The U.S. economy continued to recover from the 2008-2009 financial crisis and the Federal Reserve ended its monthly bond-buying stimulus program known as quantitative easing. Attention now focused on Europe and Japan, in different stages of QE.
Russia continued to support a pro-Russia insurgency against Ukraine’s pro-Europe government. Western nations that disapproved of the Kremlin’s harsh tactics imposed sanctions that included visa bans and asset freezes, but some tentative signs of a possible ceasefire were emerging toward year end.
The rise of Islamic militants known as ISIS drew a U.S.-led coalition into conflict in Iraq and Syria. In the United Kingdom, Scotland’s voters turned down a proposal for independence.

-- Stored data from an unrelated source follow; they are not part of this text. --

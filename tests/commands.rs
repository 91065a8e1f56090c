use budget_sheet_lib::commands::{self, AppState};
use budget_sheet_lib::config::{AppConfig, GenerationJob};
use budget_sheet_lib::logging::{MemoryLog, RunLog};
use budget_sheet_lib::models::Level;
use pretty_assertions::assert_eq;
use rust_xlsxwriter::Workbook;
use std::path::{Path, PathBuf};
use std::sync::Arc;

fn state(dir: &Path) -> (AppState, MemoryLog) {
    let log = MemoryLog::new();
    let config = AppConfig {
        output_dir: dir.join("Output"),
        db_path: dir.join("data").join("history.db"),
        log_file: None,
        row_height: 20.0,
    };
    let shared: Arc<dyn RunLog> = Arc::new(log.clone());
    (AppState::new(config, shared), log)
}

/// Source export with two title lines above the header.
fn source(dir: &Path) -> PathBuf {
    let path = dir.join("sintetico.xlsx");
    let mut workbook = Workbook::new();
    let sheet = workbook.add_worksheet();
    sheet.write_string(0, 0, "ORÇAMENTO SINTÉTICO").unwrap();
    let headers = ["Item", "Código", "Banco", "Descrição", "Und", "Quant.", "Valor Unit", "Total"];
    for (col, h) in headers.iter().enumerate() {
        sheet.write_string(2, col as u16, *h).unwrap();
    }
    let rows: [[&str; 7]; 4] = [
        ["1", "", "", "SERVIÇOS INICIAIS", "", "", ""],
        ["1.1", "", "", "MOBILIZAÇÃO", "", "", ""],
        ["1.1.1.1", "98524", "SINAPI", "Limpeza manual de vegetação", "M2", "120", "3,45"],
        ["", "", "", "", "", "", ""],
    ];
    for (i, row) in rows.iter().enumerate() {
        for (col, value) in row.iter().enumerate() {
            if !value.is_empty() {
                sheet.write_string(3 + i as u32, col as u16, *value).unwrap();
            }
        }
    }
    workbook.save(&path).unwrap();
    path
}

fn job(dir: &Path) -> GenerationJob {
    let template = dir.join("modelo.xlsx");
    commands::init_template(&state(dir).0, &template).unwrap();
    let path = dir.join("job.json");
    std::fs::write(
        &path,
        r#"{"source": "sintetico.xlsx", "template": "modelo.xlsx", "bdi_percent": "28,82",
            "metadata": {"output_name": "Limpeza", "title": "limpeza do terreno",
                         "institution": "campus sul", "sector": "obras"}}"#,
    )
    .unwrap();
    GenerationJob::from_file(&path).unwrap()
}

#[test]
fn preview_suggests_columns_and_levels() {
    let dir = tempfile::tempdir().unwrap();
    let src = source(dir.path());
    let (state, _log) = state(dir.path());

    let preview = commands::preview(&state, &src, None, 50).unwrap();
    assert_eq!(preview.header_row, 2);
    assert_eq!(preview.columns.description, "Descrição");
    assert_eq!(preview.columns.unit_price, "Valor Unit");
    assert_eq!(preview.rows.len(), 3);
    assert_eq!(preview.rows[0].sheet_row, 4);
    assert_eq!(preview.rows[0].suggested.level(), Some(Level::N1));
    assert_eq!(preview.rows[1].suggested.level(), Some(Level::N2));
    assert_eq!(preview.rows[2].suggested.level(), Some(Level::Item));
}

#[test]
fn generate_records_history_and_lookup_values() {
    let dir = tempfile::tempdir().unwrap();
    source(dir.path());
    let job = job(dir.path());
    let (state, log) = state(dir.path());

    let budget = commands::generate_budget(&state, job).unwrap();
    assert_eq!(budget.output_path, dir.path().join("Output").join("Limpeza.xlsx"));
    assert_eq!(budget.item_count, 1);
    assert_eq!(budget.group_count, 2);
    assert!(log.contains(log::Level::Info, "3 of 3 source rows selected"));

    let book = umya_spreadsheet::reader::xlsx::read(&budget.output_path).unwrap();
    let sheet = book.get_active_sheet();
    let height = sheet.get_row_dimension(&27).map(|r| *r.get_height()).unwrap_or_default();
    assert_eq!(height, 20.0);
    let deduction = sheet.get_cell((8, 31)).map(|c| c.get_formula().to_string());
    assert_eq!(deduction.as_deref(), Some("H30*0.19"));

    let history = commands::get_history(&state, 10).unwrap();
    assert_eq!(history.len(), 1);
    assert_eq!(history[0].project_name, "limpeza do terreno");
    assert_eq!(history[0].item_count, 1);
    let expected = 120.0 * 3.45 * 1.2882 * 0.81;
    assert!((history[0].total_value - expected).abs() < 1e-6);

    assert_eq!(commands::list_values(&state, "institution").unwrap(), vec!["CAMPUS SUL".to_string()]);
    assert_eq!(commands::list_values(&state, "sector").unwrap(), vec!["OBRAS".to_string()]);
    assert!(commands::list_values(&state, "campus").is_err());
    assert_eq!(commands::get_stats(&state).unwrap().total_runs, 1);
}

#[test]
fn job_row_height_wins_over_configured_height() {
    let dir = tempfile::tempdir().unwrap();
    source(dir.path());
    let mut job = job(dir.path());
    job.metadata.row_height = Some(24.75);
    let (state, _log) = state(dir.path());

    let budget = commands::generate_budget(&state, job).unwrap();
    let book = umya_spreadsheet::reader::xlsx::read(&budget.output_path).unwrap();
    let height = book
        .get_active_sheet()
        .get_row_dimension(&27)
        .map(|r| *r.get_height())
        .unwrap_or_default();
    assert_eq!(height, 24.75);
}

#[test]
fn level_count_must_match_rows() {
    let dir = tempfile::tempdir().unwrap();
    source(dir.path());
    let mut job = job(dir.path());
    job.levels = Some(vec![budget_sheet_lib::models::LevelChoice::Level(Level::N1)]);
    let (state, _log) = state(dir.path());
    let err = commands::generate_budget(&state, job).unwrap_err();
    assert!(err.contains("1 levels"));
}

#[test]
fn missing_database_does_not_block_generation() {
    let dir = tempfile::tempdir().unwrap();
    source(dir.path());
    let job = job(dir.path());
    // A file where the database directory should be makes the store unavailable.
    std::fs::write(dir.path().join("blocker"), b"x").unwrap();
    let log = MemoryLog::new();
    let config = AppConfig {
        output_dir: dir.path().join("Output"),
        db_path: dir.path().join("blocker").join("history.db"),
        log_file: None,
        row_height: 24.75,
    };
    let state = AppState::new(config, Arc::new(log.clone()));
    assert!(state.db.is_none());

    commands::generate_budget(&state, job).unwrap();
    assert!(log.contains(log::Level::Warn, "not available"));
    assert!(commands::get_history(&state, 5).is_err());
}

#[test]
fn profiles_round_trip_through_files() {
    let dir = tempfile::tempdir().unwrap();
    let (state, _log) = state(dir.path());
    let mapping = dir.path().join("map.json");
    std::fs::write(&mapping, r#"{"DESCRICAO": "Discriminação", "UNIT": "Preço"}"#).unwrap();

    commands::save_profile(&state, "SEINFRA", &mapping).unwrap();
    let profile = commands::get_profile(&state, "SEINFRA").unwrap();
    assert_eq!(profile.column_mapping.description, "Discriminação");
    assert_eq!(profile.column_mapping.item, "ITEM");
    assert_eq!(commands::get_profile(&state, "PADRAO").unwrap().id, 0);
    assert!(commands::delete_profile(&state, "SEINFRA").unwrap());
    assert!(commands::get_profile(&state, "SEINFRA").is_err());
}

In December, this Reuters article reported that growth in China’s manufacturing sector slowed in November, suggesting the world’s second-largest economy is still losing momentum and adding pressure on authorities to ramp up stimulus measures after unexpectedly cutting interest rates.
The story said that after saying for months that China does not need any big economic stimulus, the People’s Bank of China (PBOC) surprised financial markets by lowering rates on Nov. 21 to shore up growth. As we head into 2015, analysts see more such moves if the economy continues to stumble.
Nevertheless, the power of China’s economy was proven by e-commerce retailer Alibaba Group Holding Ltd.’s (BABA.N) IPO last fall, which garnered a record US$25 billion.